Most of the rest of the Project tags are for particular teams (e.g. 'libstuff developers', 'Know stuff about accessibility'), to give a better long-term resource-planning view. The tagging is not spectacularly consistent, as we have just changed our tagging and organisational structure for this work pretty radically, hence why it's taken a while for things to settle down before I was able to get a representative screenshot.

The only columns which are first-order columns per se are Backlog and Defined, where the backlog is a dumping ground, and Defined is something that is agreed upon and ready to go. The other columns have a precise n:1 status:column mapping.

We've added status icons to workboard cards, partly to make it incredibly obvious when status and column get out of sync; this is particularly relevant with tasks spanning multiple projects, where you may update the column in one project but forget to touch it in another. I'd say we could scrap that local extension if columns driven directly from queries would happen.

We've added a combined Differential/Harbormaster status to the cards as well, since it makes quite clear (especially with larger teams) whether a particular task would benefit from review or integration attention to unblock its progress, or whether the assignee needs to do more work before external attention would be beneficial. Again, this is probably something that could be obviated with query-driven columns, though T7076 would need dealing with before this could land upstream.

Separately, there is a lot of Restricted Project; I have been working on T10745 locally to fix this. The display side is fine (just not yet deployed to this instance), and I'm crunching through dealing with the notifications.

Let me know if anything else would be helpful from my end here.

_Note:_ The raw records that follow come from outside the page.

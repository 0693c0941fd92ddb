// SPDX-License-Identifier: BUSL-1.1
// Copyright (c) 2026 Alfred Jean LLC

//! Workflow engine: executes one job's DAG to completion.
//!
//! Same-level nodes run concurrently; their outputs merge into the
//! accumulated map in completion order, last-writer-wins. Progress and
//! `current_node` persist after every level so an interrupted job can be
//! resumed (or continued by a successor job) from where it stopped.

use crate::error::{EngineError, NodeError};
use crate::job_logger::JobLogger;
use crate::kill::KillSignal;
use crate::node::{NodeContext, NodeOutput};
use crate::registry::NodeRegistry;
use crate::retry::execute_with_retry;
use crate::shared_state::{JobSharedState, SharedStateMap};
use futures::stream::{FuturesUnordered, StreamExt};
use indexmap::IndexSet;
use serde_json::Value;
use std::collections::HashSet;
use std::sync::Arc;
use sweep_core::{Clock, Job, NodeId, Params, Platform, PlatformConfig};
use sweep_storage::{JobQueueRepo, StateStore};
use sweep_workflow::{substitute, NodeDef, WorkflowDef, WorkflowLibrary};

/// How a job execution ended.
#[derive(Debug, Clone, Copy, PartialEq, Eq)]
pub enum ExecutionOutcome {
    Completed,
    Failed,
    /// A kill flag interrupted the job between node levels.
    Killed,
}

pub struct WorkflowEngine<S, C> {
    queue: Arc<JobQueueRepo<S, C>>,
    library: Arc<WorkflowLibrary>,
    registry: Arc<NodeRegistry>,
    shared: SharedStateMap,
    logger: Arc<JobLogger>,
    platforms: Vec<PlatformConfig>,
    clock: C,
}

impl<S: StateStore, C: Clock> WorkflowEngine<S, C> {
    #[allow(clippy::too_many_arguments)]
    pub fn new(
        queue: Arc<JobQueueRepo<S, C>>,
        library: Arc<WorkflowLibrary>,
        registry: Arc<NodeRegistry>,
        shared: SharedStateMap,
        logger: Arc<JobLogger>,
        platforms: Vec<PlatformConfig>,
        clock: C,
    ) -> Self {
        Self { queue, library, registry, shared, logger, platforms, clock }
    }

    pub fn shared_state(&self) -> &SharedStateMap {
        &self.shared
    }

    /// Execute a job to a terminal state. Job-level problems land on the
    /// job record; only store failures surface as errors. The job's
    /// shared-state entry is discarded on every exit path.
    pub async fn execute(
        &self,
        mut job: Job,
        kill: Option<&KillSignal<S>>,
    ) -> Result<(Job, ExecutionOutcome), EngineError> {
        let def = match self.library.load(&job.workflow_id) {
            Ok(def) => def,
            Err(error) => {
                tracing::error!(job = %job.job_id, workflow = %job.workflow_id, error = %error, "workflow unavailable");
                job.mark_failed(format!("workflow unavailable: {error}"), None, &self.clock);
                self.queue.update(&job).await?;
                self.shared.discard(&job.job_id);
                return Ok((job, ExecutionOutcome::Failed));
            }
        };

        let result = self.run_dag(&mut job, &def, kill).await;
        self.shared.discard(&job.job_id);
        let outcome = result?;
        Ok((job, outcome))
    }

    async fn run_dag(
        &self,
        job: &mut Job,
        def: &WorkflowDef,
        kill: Option<&KillSignal<S>>,
    ) -> Result<ExecutionOutcome, EngineError> {
        let predecessors = def.predecessor_map();
        let total = def.node_count().max(1);

        let mut executed: HashSet<NodeId> = HashSet::new();
        let mut pending: IndexSet<NodeId> = IndexSet::new();

        // Resume case: start from the persisted node with its
        // predecessors treated as already executed.
        match &job.current_node {
            Some(node) => match predecessors.get(node) {
                Some(preds) => {
                    executed.extend(preds.iter().cloned());
                    pending.insert(node.clone());
                }
                None => {
                    job.mark_failed(
                        format!("current_node '{node}' is not part of workflow '{}'", def.id),
                        None,
                        &self.clock,
                    );
                    self.queue.update(job).await?;
                    return Ok(ExecutionOutcome::Failed);
                }
            },
            None => {
                pending.insert(def.start_node.clone());
            }
        }

        let mut accumulated = job.params.clone();
        accumulated.insert("job_id".into(), Value::String(job.job_id.to_string()));
        if let Some(started) = job.started_at {
            accumulated.insert("job_started_at".into(), Value::String(started.to_rfc3339()));
        }

        let shared = self.shared.handle(job.job_id);
        shared.insert("job_params", Value::Object(job.params.clone()));

        while !pending.is_empty() {
            if let Some(kill) = kill {
                if kill.is_set().await {
                    tracing::warn!(job = %job.job_id, platform = %job.platform, "kill flag observed, abandoning job");
                    self.logger.append_job(&job.job_id, "abandoned: worker restart requested");
                    job.mark_failed(
                        "worker restart requested",
                        job.current_node.clone(),
                        &self.clock,
                    );
                    self.queue.update(job).await?;
                    return Ok(ExecutionOutcome::Killed);
                }
            }

            let executable: Vec<NodeId> = pending
                .iter()
                .filter(|node| {
                    predecessors.get(*node).map(|p| p.is_subset(&executed)).unwrap_or(false)
                })
                .cloned()
                .collect();

            if executable.is_empty() {
                tracing::error!(
                    job = %job.job_id,
                    workflow = %def.id,
                    pending = ?pending,
                    "workflow deadlock: pending nodes have unmet predecessors"
                );
                job.mark_failed("workflow deadlock detected", None, &self.clock);
                self.queue.update(job).await?;
                return Ok(ExecutionOutcome::Failed);
            }

            job.current_node = Some(executable[0].clone());
            self.queue.update(job).await?;

            let level = self.run_level(def, job, &executable, &accumulated, &shared).await;

            // First failure in completion order fails the whole step;
            // sibling outputs from the same level are not merged.
            if let Some((node_id, error)) =
                level.iter().find_map(|(id, r)| r.as_ref().err().map(|e| (id.clone(), e)))
            {
                tracing::error!(job = %job.job_id, node = %node_id, error = %error, "node failed");
                self.logger.append(&job.job_id, &node_id, &format!("failed: {error}"));
                job.mark_failed(error.to_string(), Some(node_id), &self.clock);
                self.queue.update(job).await?;
                return Ok(ExecutionOutcome::Failed);
            }

            for (node_id, result) in level {
                let output = match result {
                    Ok(output) => output,
                    Err(_) => continue,
                };

                for (key, value) in output.data {
                    accumulated.insert(key, value);
                }
                executed.insert(node_id.clone());
                pending.shift_remove(&node_id);

                let next_nodes = match output.next_nodes {
                    Some(dynamic) => dynamic,
                    None => match def.node(&node_id) {
                        Some(node) => node.next_nodes.clone(),
                        None => Vec::new(),
                    },
                };
                for next in next_nodes {
                    if !def.nodes.contains_key(&next) {
                        job.mark_failed(
                            format!("node '{node_id}' routed to undefined node '{next}'"),
                            Some(node_id.clone()),
                            &self.clock,
                        );
                        self.queue.update(job).await?;
                        return Ok(ExecutionOutcome::Failed);
                    }
                    if !executed.contains(&next) && !pending.contains(&next) {
                        pending.insert(next);
                    }
                }
            }

            job.progress = executed.len() as f64 / total as f64;
            self.queue.update(job).await?;
        }

        job.current_node = None;
        job.mark_completed(accumulated, &self.clock);
        self.queue.update(job).await?;
        tracing::info!(job = %job.job_id, workflow = %def.id, "job completed");
        self.logger.append_job(&job.job_id, "completed");
        Ok(ExecutionOutcome::Completed)
    }

    /// Execute one DAG level; results arrive in completion order.
    async fn run_level(
        &self,
        def: &WorkflowDef,
        job: &Job,
        executable: &[NodeId],
        accumulated: &Params,
        shared: &JobSharedState,
    ) -> Vec<(NodeId, Result<NodeOutput, NodeError>)> {
        if let [node_id] = executable {
            let result = self.run_node(def, job, node_id, accumulated, shared).await;
            return vec![(node_id.clone(), result)];
        }

        let mut in_flight = FuturesUnordered::new();
        for node_id in executable {
            in_flight.push(async move {
                let result = self.run_node(def, job, node_id, accumulated, shared).await;
                (node_id.clone(), result)
            });
        }

        let mut level = Vec::with_capacity(executable.len());
        while let Some(completed) = in_flight.next().await {
            level.push(completed);
        }
        level
    }

    async fn run_node(
        &self,
        def: &WorkflowDef,
        job: &Job,
        node_id: &NodeId,
        accumulated: &Params,
        shared: &JobSharedState,
    ) -> Result<NodeOutput, NodeError> {
        let node = def
            .node(node_id)
            .ok_or_else(|| NodeError::Validation(format!("node '{node_id}' is not defined")))?;
        if !self.registry.contains(&node.node_type) {
            return Err(NodeError::Validation(format!(
                "unknown node type '{}'",
                node.node_type
            )));
        }

        let ctx = self.node_context(node, job, accumulated, shared);
        let policy = node.retry_policy();
        execute_with_retry(&policy, || async {
            let strategy = self.registry.create(&node.node_type).ok_or_else(|| {
                NodeError::Validation(format!("unknown node type '{}'", node.node_type))
            })?;
            strategy.execute(&ctx).await
        })
        .await
    }

    fn node_context(
        &self,
        node: &NodeDef,
        job: &Job,
        accumulated: &Params,
        shared: &JobSharedState,
    ) -> NodeContext {
        NodeContext {
            job_id: job.job_id,
            workflow_id: job.workflow_id.clone(),
            node_id: node.id.clone(),
            config: substitute(&node.config, &job.params),
            input: accumulated.clone(),
            params: job.params.clone(),
            platform: job.platform.clone(),
            platform_config: self.platform_config(&job.platform),
            shared: shared.clone(),
            logger: self.logger.clone(),
        }
    }

    fn platform_config(&self, platform: &Platform) -> Option<PlatformConfig> {
        self.platforms.iter().find(|config| config.name == *platform).cloned()
    }
}

#[cfg(test)]
#[path = "engine_tests.rs"]
mod tests;
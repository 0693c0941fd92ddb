// SPDX-License-Identifier: BUSL-1.1
// Copyright (c) 2026 Alfred Jean LLC

//! Node strategy contract: the untyped engine boundary and the typed
//! wrapper new nodes implement.

use crate::error::NodeError;
use crate::job_logger::JobLogger;
use crate::shared_state::JobSharedState;
use async_trait::async_trait;
use serde::de::DeserializeOwned;
use serde::Serialize;
use serde_json::Value;
use std::sync::Arc;
use sweep_core::{JobId, NodeId, Params, Platform, PlatformConfig, WorkflowId};

/// Everything a strategy can see while executing one node.
#[derive(Clone)]
pub struct NodeContext {
    pub job_id: JobId,
    pub workflow_id: WorkflowId,
    pub node_id: NodeId,
    /// Node config with `${var}` tokens resolved against job params.
    pub config: Value,
    /// Accumulated outputs of executed nodes, plus job params and timing.
    pub input: Params,
    pub params: Params,
    pub platform: Platform,
    pub platform_config: Option<PlatformConfig>,
    pub shared: JobSharedState,
    /// Per-job activity log; strategies append operator-facing lines.
    pub logger: Arc<JobLogger>,
}

/// What a node hands back to the engine.
#[derive(Debug, Clone, Default)]
pub struct NodeOutput {
    /// Merged into the job's accumulated data (last-writer-wins).
    pub data: Params,
    /// Dynamic routing override; `None` uses the node's static edges.
    pub next_nodes: Option<Vec<NodeId>>,
}

/// The engine-facing strategy boundary. Legacy nodes implement this
/// directly with raw JSON config and result.
#[async_trait]
pub trait NodeStrategy: Send + Sync {
    async fn execute(&self, ctx: &NodeContext) -> Result<NodeOutput, NodeError>;
}

/// Typed output of a [`TypedNode`].
#[derive(Debug, Clone)]
pub struct TypedOutput<T> {
    pub data: T,
    pub next_nodes: Option<Vec<NodeId>>,
}

impl<T> TypedOutput<T> {
    pub fn new(data: T) -> Self {
        Self { data, next_nodes: None }
    }

    pub fn with_next(data: T, next_nodes: Vec<NodeId>) -> Self {
        Self { data, next_nodes: Some(next_nodes) }
    }
}

/// A node with declared input/output shapes. Every new node declares its
/// schema this way; the registry adapts it to the untyped boundary.
#[async_trait]
pub trait TypedNode: Send + Sync {
    type Config: DeserializeOwned + Send;
    type Output: Serialize + Send;

    async fn run(
        &self,
        config: Self::Config,
        ctx: &NodeContext,
    ) -> Result<TypedOutput<Self::Output>, NodeError>;
}

/// Adapter upcasting a [`TypedNode`] to the untyped [`NodeStrategy`]
/// boundary: config is downcast with serde on the way in, output upcast
/// on the way out.
pub struct Typed<T>(pub T);

#[async_trait]
impl<T: TypedNode> NodeStrategy for Typed<T> {
    async fn execute(&self, ctx: &NodeContext) -> Result<NodeOutput, NodeError> {
        let config: T::Config = serde_json::from_value(ctx.config.clone())
            .map_err(|e| NodeError::Validation(format!("config does not match schema: {e}")))?;

        let output = self.0.run(config, ctx).await?;

        let data = match serde_json::to_value(&output.data) {
            Ok(Value::Object(map)) => map,
            Ok(Value::Null) => Params::new(),
            Ok(other) => {
                let mut map = Params::new();
                map.insert("value".into(), other);
                map
            }
            Err(e) => {
                return Err(NodeError::Failed(format!("output serialization failed: {e}")))
            }
        };

        Ok(NodeOutput { data, next_nodes: output.next_nodes })
    }
}
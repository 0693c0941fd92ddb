// SPDX-License-Identifier: BUSL-1.1
// Copyright (c) 2026 Alfred Jean LLC

//! Content-surface check: probe curated links for breakage.
//!
//! This node owns the monitor-task bookkeeping: it stamps the task's
//! completion time and bumps the executed counter; the watcher loop
//! only reads them.

use crate::error::NodeError;
use crate::node::{NodeContext, TypedNode, TypedOutput};
use async_trait::async_trait;
use serde::{Deserialize, Serialize};
use serde_json::Value;
use std::sync::Arc;
use sweep_adapters::{ContentSource, LinkStatus, ScrapeAdapter, Surface};
use sweep_core::Clock;
use sweep_storage::{MonitorStateRepo, StateStore};

pub struct CheckContentSurface<A, T, S, C> {
    scraper: A,
    content: T,
    monitor_state: Arc<MonitorStateRepo<S, C>>,
}

#[derive(Debug, Deserialize)]
pub struct CheckSurfaceConfig {
    pub surface: String,
    /// Task whose completion time this check stamps; defaults to the
    /// job's `task_id` param.
    #[serde(default)]
    pub task_id: Option<String>,
}

#[derive(Debug, Clone, Serialize)]
pub struct BrokenLink {
    pub title: String,
    pub url: String,
    pub reason: String,
}

#[derive(Debug, Serialize)]
pub struct CheckSurfaceOutput {
    pub surface: Surface,
    pub checked: u64,
    pub broken_count: u64,
    pub broken: Vec<BrokenLink>,
}

impl<A, T, S, C> CheckContentSurface<A, T, S, C>
where
    A: ScrapeAdapter,
    T: ContentSource,
    S: StateStore,
    C: Clock,
{
    pub fn new(scraper: A, content: T, monitor_state: Arc<MonitorStateRepo<S, C>>) -> Self {
        Self { scraper, content, monitor_state }
    }
}

#[async_trait]
impl<A, T, S, C> TypedNode for CheckContentSurface<A, T, S, C>
where
    A: ScrapeAdapter,
    T: ContentSource,
    S: StateStore,
    C: Clock,
{
    type Config = CheckSurfaceConfig;
    type Output = CheckSurfaceOutput;

    async fn run(
        &self,
        config: Self::Config,
        ctx: &NodeContext,
    ) -> Result<TypedOutput<Self::Output>, NodeError> {
        let surface: Surface = config.surface.parse().map_err(NodeError::Validation)?;

        let links = self.content.links(surface).await?;
        let mut broken = Vec::new();
        for link in &links {
            match self.scraper.check_link(&link.url).await {
                Ok(LinkStatus::Alive) => {}
                Ok(LinkStatus::Broken { reason }) => {
                    broken.push(BrokenLink {
                        title: link.title.clone(),
                        url: link.url.clone(),
                        reason,
                    });
                }
                // An unreachable link is a broken link as far as the
                // surface is concerned.
                Err(error) => {
                    broken.push(BrokenLink {
                        title: link.title.clone(),
                        url: link.url.clone(),
                        reason: error.to_string(),
                    });
                }
            }
        }

        let task_id = config
            .task_id
            .or_else(|| ctx.params.get("task_id").and_then(Value::as_str).map(String::from));
        if let Some(task_id) = task_id {
            self.monitor_state.set_completed_at(&task_id).await?;
            self.monitor_state.increment_executed().await?;
        }

        tracing::info!(
            surface = %surface,
            checked = links.len(),
            broken = broken.len(),
            "content surface checked"
        );
        ctx.logger.append(
            &ctx.job_id,
            &ctx.node_id,
            &format!("{} checked {} links, {} broken", surface, links.len(), broken.len()),
        );

        Ok(TypedOutput::new(CheckSurfaceOutput {
            surface,
            checked: links.len() as u64,
            broken_count: broken.len() as u64,
            broken,
        }))
    }
}

#[cfg(test)]
#[path = "monitor_tests.rs"]
mod tests;
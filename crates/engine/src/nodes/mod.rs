// SPDX-License-Identifier: BUSL-1.1
// Copyright (c) 2026 Alfred Jean LLC

//! Built-in node strategies.
//!
//! Typed nodes (declared input/output schemas): the three extract
//! flavors, the content-surface check, alert delivery, the result
//! writer, and continuation enqueue. Legacy untyped nodes: `set_values`
//! and `delay`.

mod alert;
mod continuation;
mod extract;
mod legacy;
mod monitor;
mod writer;

pub use alert::SendAlert;
pub use continuation::EnqueueContinuation;
pub use extract::{ExtractByProductId, ExtractByProductSet, ExtractByUrl};
pub use legacy::{Delay, SetValues};
pub use monitor::CheckContentSurface;
pub use writer::WriteResults;

use crate::node::Typed;
use crate::registry::NodeRegistry;
use std::sync::Arc;
use sweep_adapters::{ContentSource, Notifier, ProductStore, ScrapeAdapter};
use sweep_core::{Clock, SchedulerSettings};
use sweep_storage::{JobQueueRepo, MonitorStateRepo, RateLimiter, StateStore};

/// Scan-size fallbacks when neither node config nor platform config
/// override them.
#[derive(Debug, Clone, Copy)]
pub struct ScanDefaults {
    pub limit: u32,
    pub batch_size: u32,
    pub concurrency: u32,
}

impl From<&SchedulerSettings> for ScanDefaults {
    fn from(settings: &SchedulerSettings) -> Self {
        Self {
            limit: settings.limit,
            batch_size: settings.batch_size,
            concurrency: settings.concurrency,
        }
    }
}

/// Everything the built-in nodes need, captured by the factories.
pub struct BuiltinServices<S, C, A, P, T, N> {
    pub queue: Arc<JobQueueRepo<S, C>>,
    pub monitor_state: Arc<MonitorStateRepo<S, C>>,
    pub ratelimit: Arc<RateLimiter<S, C>>,
    pub scraper: A,
    pub products: P,
    pub content: T,
    pub notifier: N,
    pub clock: C,
    pub defaults: ScanDefaults,
}

/// Registry with every built-in node type registered.
pub fn builtin_registry<S, C, A, P, T, N>(services: BuiltinServices<S, C, A, P, T, N>) -> NodeRegistry
where
    S: StateStore,
    C: Clock,
    A: ScrapeAdapter,
    P: ProductStore,
    T: ContentSource,
    N: Notifier,
{
    let mut registry = NodeRegistry::new();

    {
        let scraper = services.scraper.clone();
        let products = services.products.clone();
        let ratelimit = services.ratelimit.clone();
        let defaults = services.defaults;
        registry.register("extract_by_product_set", move || {
            Box::new(Typed(ExtractByProductSet::new(
                scraper.clone(),
                products.clone(),
                ratelimit.clone(),
                defaults,
            )))
        });
    }

    {
        let scraper = services.scraper.clone();
        let products = services.products.clone();
        registry.register("extract_by_product_id", move || {
            Box::new(Typed(ExtractByProductId::new(scraper.clone(), products.clone())))
        });
    }

    {
        let scraper = services.scraper.clone();
        registry.register("extract_by_url", move || {
            Box::new(Typed(ExtractByUrl::new(scraper.clone())))
        });
    }

    {
        let scraper = services.scraper.clone();
        let content = services.content.clone();
        let monitor_state = services.monitor_state.clone();
        registry.register("check_content_surface", move || {
            Box::new(Typed(CheckContentSurface::new(
                scraper.clone(),
                content.clone(),
                monitor_state.clone(),
            )))
        });
    }

    {
        let notifier = services.notifier.clone();
        registry.register("send_alert", move || {
            Box::new(Typed(SendAlert::new(notifier.clone())))
        });
    }

    {
        let products = services.products.clone();
        registry.register("write_results", move || {
            Box::new(Typed(WriteResults::new(products.clone())))
        });
    }

    {
        let queue = services.queue.clone();
        let clock = services.clock.clone();
        registry.register("enqueue_continuation", move || {
            Box::new(Typed(EnqueueContinuation::new(queue.clone(), clock.clone())))
        });
    }

    registry.register("set_values", || Box::new(SetValues));
    registry.register("delay", || Box::new(Delay));

    registry
}
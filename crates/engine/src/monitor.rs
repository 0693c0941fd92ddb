// SPDX-License-Identifier: BUSL-1.1
// Copyright (c) 2026 Alfred Jean LLC

//! Alert-watcher loop: enqueues periodic content-surface checks.
//!
//! Each monitor task gets its own FIFO queue under a pseudo-platform
//! (`monitor-{task}`), consumed by the same worker substrate as the
//! platform queues. A task's `completed_at` is written by the executing
//! node; the loop only reads it for the cooldown check.

use serde_json::Value;
use std::sync::Arc;
use sweep_core::{Clock, JobDraft, MonitorTaskDef, Params, Platform, WatcherSettings};
use sweep_storage::{
    JobQueueRepo, MonitorStateRepo, PlatformLock, QueueDiscipline, StateStore, StoreError,
};
use tokio_util::sync::CancellationToken;

/// Queue/lock pseudo-platform for a monitor task.
pub fn monitor_platform(task_id: &str) -> Platform {
    Platform::new(format!("monitor-{task_id}"))
}

pub struct AlertWatcher<S, C> {
    state: Arc<MonitorStateRepo<S, C>>,
    queue: Arc<JobQueueRepo<S, C>>,
    lock: Arc<PlatformLock<S, C>>,
    tasks: Vec<MonitorTaskDef>,
    settings: WatcherSettings,
    clock: C,
}

impl<S: StateStore, C: Clock> AlertWatcher<S, C> {
    pub fn new(
        state: Arc<MonitorStateRepo<S, C>>,
        queue: Arc<JobQueueRepo<S, C>>,
        lock: Arc<PlatformLock<S, C>>,
        tasks: Vec<MonitorTaskDef>,
        settings: WatcherSettings,
        clock: C,
    ) -> Self {
        Self { state, queue, lock, tasks, settings, clock }
    }

    /// One pass over the task list. Returns the ids of tasks that got a
    /// job enqueued this tick.
    pub async fn tick(&self) -> Result<Vec<String>, StoreError> {
        self.state.heartbeat().await?;

        if !self.state.is_enabled().await? {
            return Ok(Vec::new());
        }

        let mut enqueued = Vec::new();
        for task in &self.tasks {
            if !self.state.cooldown_complete(&task.id, task.interval()).await? {
                continue;
            }

            let platform = monitor_platform(&task.id);
            // A check already queued or running covers this interval;
            // completed_at only moves when the node finishes.
            if self.queue.queue_length(&platform).await? > 0 {
                continue;
            }
            if self.lock.running_job(&platform).await?.is_some() {
                continue;
            }

            let mut params = Params::new();
            params.insert("task_id".into(), Value::String(task.id.clone()));
            params.insert("task_name".into(), Value::String(task.name.clone()));

            let job = JobDraft::new(task.workflow.clone(), platform)
                .params(params)
                .create(&self.clock);
            let job_id = job.job_id;
            self.queue.enqueue(&job, QueueDiscipline::Fifo).await?;

            tracing::info!(task = task.id.as_str(), job = %job_id, "monitor job scheduled");
            enqueued.push(task.id.clone());
        }

        Ok(enqueued)
    }

    /// Cooperative control loop, same shape as the scheduler's.
    pub async fn run(&self, shutdown: CancellationToken) {
        tracing::info!(tasks = self.tasks.len(), "alert watcher started");
        loop {
            if let Err(error) = self.tick().await {
                tracing::warn!(error = %error, "alert watcher tick failed");
            }
            tokio::select! {
                _ = shutdown.cancelled() => break,
                _ = tokio::time::sleep(self.settings.check_interval()) => {}
            }
        }
        tracing::info!("alert watcher stopped");
    }
}

#[cfg(test)]
#[path = "monitor_loop_tests.rs"]
mod tests;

epriestley claimed this task.

I don't currently plan to implement this. I think T5474, T10333, T11036, and using the Maniphest list view with "Group By" address this use case to varying degrees (if you "Group By: Task Status" and then turn your monitor sideways, you pretty much get the desired result). It's possible we'll end up back here in the future, but since I'm not planning to scope this into T13074 I'm going to close it until those changes land and further use cases arise.